Historian Douglas Southall Freeman wrote of Anderson, "All the physical excellencies coveted by soldiers were abundantly his - a handsome figure, fine horsemanship, a clear musical voice, a commanding presence. His discipline had seemed as mild as his blue-gray eyes, but it had been firm. In battle, as he rode calmly alert, with his golden beard flowing, he had inspired his fine regiments."

=== Peninsula Campaign and Malvern Hill ===
Anderson capably led his regiment at the Battle of Williamsburg in May 1862 and was rewarded a month later with a promotion to brigadier general on June 9. He was assigned command of a brigade in Major General D.H. Hill's division. In the Seven Days Battles, Anderson led his brigade at Gaines Mill.
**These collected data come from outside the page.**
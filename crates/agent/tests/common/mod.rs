//! Shared fixtures: a fake Solr admin endpoint and a recording reporter.

#![allow(dead_code)]

use std::sync::{Arc, Mutex};

use async_trait::async_trait;
use axum::http::StatusCode;
use axum::routing::get;
use axum::Router;
use chrono::{TimeDelta, Utc};

use solrmon_agent::reporter::{ReportError, Reporter};
use solrmon_core::verdict::Verdict;

pub const ADMIN_PATH: &str = "/solr/admin/cores";

/// One `report()` invocation as seen by [`RecordingReporter`].
#[derive(Debug, Clone, PartialEq, Eq)]
pub struct ReportCall {
    pub host: String,
    pub test: String,
    pub color: Verdict,
    pub message: String,
}

/// Reporter that records every call. Clones share the same log.
#[derive(Debug, Clone, Default)]
pub struct RecordingReporter {
    calls: Arc<Mutex<Vec<ReportCall>>>,
}

impl RecordingReporter {
    pub fn calls(&self) -> Vec<ReportCall> {
        self.calls.lock().unwrap().clone()
    }
}

#[async_trait]
impl Reporter for RecordingReporter {
    async fn report(
        &self,
        host: &str,
        test: &str,
        color: Verdict,
        message: &str,
    ) -> Result<(), ReportError> {
        self.calls.lock().unwrap().push(ReportCall {
            host: host.to_string(),
            test: test.to_string(),
            color,
            message: message.to_string(),
        });
        Ok(())
    }
}

/// Reporter that always fails, for delivery-error paths.
pub struct FailingReporter;

#[async_trait]
impl Reporter for FailingReporter {
    async fn report(&self, _: &str, _: &str, _: Verdict, _: &str) -> Result<(), ReportError> {
        Err(ReportError::Io(std::io::Error::new(
            std::io::ErrorKind::BrokenPipe,
            "xymond went away",
        )))
    }
}

/// Serve `body` with `status` on an ephemeral port and return the admin URL.
pub async fn serve_status(status: StatusCode, body: String) -> String {
    let app = Router::new().route(
        ADMIN_PATH,
        get(move || {
            let body = body.clone();
            async move { (status, body) }
        }),
    );

    let listener = tokio::net::TcpListener::bind("127.0.0.1:0").await.unwrap();
    let addr = listener.local_addr().unwrap();
    tokio::spawn(async move {
        axum::serve(listener, app).await.unwrap();
    });

    format!("http://{addr}{ADMIN_PATH}?action=STATUS&wt=json")
}

/// Admin URL pointing at a port nothing listens on.
pub async fn refused_url() -> String {
    let listener = tokio::net::TcpListener::bind("127.0.0.1:0").await.unwrap();
    let addr = listener.local_addr().unwrap();
    drop(listener);
    format!("http://{addr}{ADMIN_PATH}?action=STATUS&wt=json")
}

/// `lastModified` value `minutes` before now, in Solr's layout.
pub fn solr_timestamp(minutes_ago: i64) -> String {
    (Utc::now() - TimeDelta::minutes(minutes_ago))
        .format("%Y-%m-%dT%H:%M:%S%.3fZ")
        .to_string()
}

/// CoreAdmin STATUS body for `(name, numDocs, lastModified)` entries.
pub fn status_body(cores: &[(&str, u64, Option<String>)]) -> String {
    let status: serde_json::Map<String, serde_json::Value> = cores
        .iter()
        .map(|(name, docs, modified)| {
            (
                name.to_string(),
                serde_json::json!({
                    "name": name,
                    "index": { "numDocs": docs, "lastModified": modified },
                }),
            )
        })
        .collect();

    serde_json::json!({
        "responseHeader": { "status": 0, "QTime": 1 },
        "initFailures": {},
        "status": status,
    })
    .to_string()
}

/// In-memory log sink for a thread-local fmt subscriber.
#[derive(Debug, Clone, Default)]
pub struct LogCapture {
    buf: Arc<Mutex<Vec<u8>>>,
}

impl LogCapture {
    /// Install a plain-text subscriber writing into this capture for the
    /// current thread until the guard is dropped.
    pub fn install(&self) -> tracing::subscriber::DefaultGuard {
        let sink = self.clone();
        let subscriber = tracing_subscriber::fmt()
            .with_ansi(false)
            .with_writer(move || sink.clone())
            .finish();
        tracing::subscriber::set_default(subscriber)
    }

    pub fn contents(&self) -> String {
        String::from_utf8_lossy(&self.buf.lock().unwrap()).into_owned()
    }
}

impl std::io::Write for LogCapture {
    fn write(&mut self, data: &[u8]) -> std::io::Result<usize> {
        self.buf.lock().unwrap().extend_from_slice(data);
        Ok(data.len())
    }

    fn flush(&mut self) -> std::io::Result<()> {
        Ok(())
    }
}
During the Battle of Malvern Hill on July 1, Anderson commanded both his own brigade and Brig. Gen Winfield Featherston's brigade of James Longstreet's division, as Featherston had been wounded the previous day at Glendale and his brigade's officer corps, having been decimated in the fighting, contained only inexperienced majors and captains. Anderson himself was wounded at Malvern Hill and command of his brigade fell to Col. Charles Tew of the 2nd North Carolina. While recovering, he was part of the defenses around Richmond, Virginia, in July 1862, serving in the 4th Brigade of Major General G.W. Smith's Division.

===Maryland Campaign and death===
Now able to return to active duty, Anderson resumed his brigade command in time for the Maryland Campaign. He fought at the Battle of South Mountain before marching into the Cumberland Valley to Sharpsburg, Maryland, as the Army of Northern Virginia concentrated.
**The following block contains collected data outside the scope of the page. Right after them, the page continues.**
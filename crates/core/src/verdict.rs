//! Tri-state health colour shared by per-core and overall verdicts.
//!
//! The variants are declared in severity order so the derived `Ord`
//! gives `Green < Yellow < Red`, and the worst of two verdicts is simply
//! their maximum.

/// Base path of the status icons served by the Xymon web UI.
const ICON_BASE_PATH: &str = "/xymon/gifs/static";

/// Health colour of a core or of a whole run.
#[derive(Debug, Clone, Copy, Default, PartialEq, Eq, PartialOrd, Ord, Hash)]
pub enum Verdict {
    #[default]
    Green,
    Yellow,
    Red,
}

impl Verdict {
    /// Colour name as understood by the monitoring server.
    pub fn as_str(&self) -> &'static str {
        match self {
            Self::Green => "green",
            Self::Yellow => "yellow",
            Self::Red => "red",
        }
    }

    /// The more severe of the two verdicts.
    pub fn worst(self, other: Self) -> Self {
        self.max(other)
    }

    /// Inline HTML icon rendered next to each measured value in the report.
    pub fn icon_html(&self) -> String {
        let color = self.as_str();
        format!(
            r#"<img src="{ICON_BASE_PATH}/{color}.gif" alt="{color}" height="16" width="16" border="0">"#
        )
    }
}

impl std::fmt::Display for Verdict {
    fn fmt(&self, f: &mut std::fmt::Formatter<'_>) -> std::fmt::Result {
        f.write_str(self.as_str())
    }
}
During the Battle of Antietam, on 17 September 1862, Anderson led his veteran North Carolinians as they defended a portion of the Sunken Road (known as "Bloody Lane") against repeated Union attacks. A Minié ball struck Anderson near his ankle, shattering it. Anderson was transported to Shepherdstown and then by wagon up the Shenandoah Valley to Staunton, Virginia, to recuperate. He hoped to avoid amputation so that he could return to lead his men in the field. He was eventually shipped by train to Raleigh, North Carolina. There his infected foot was amputated, but he died on 17 October 1862 following the surgery.

Anderson is buried in Historic Oakwood Cemetery in Raleigh.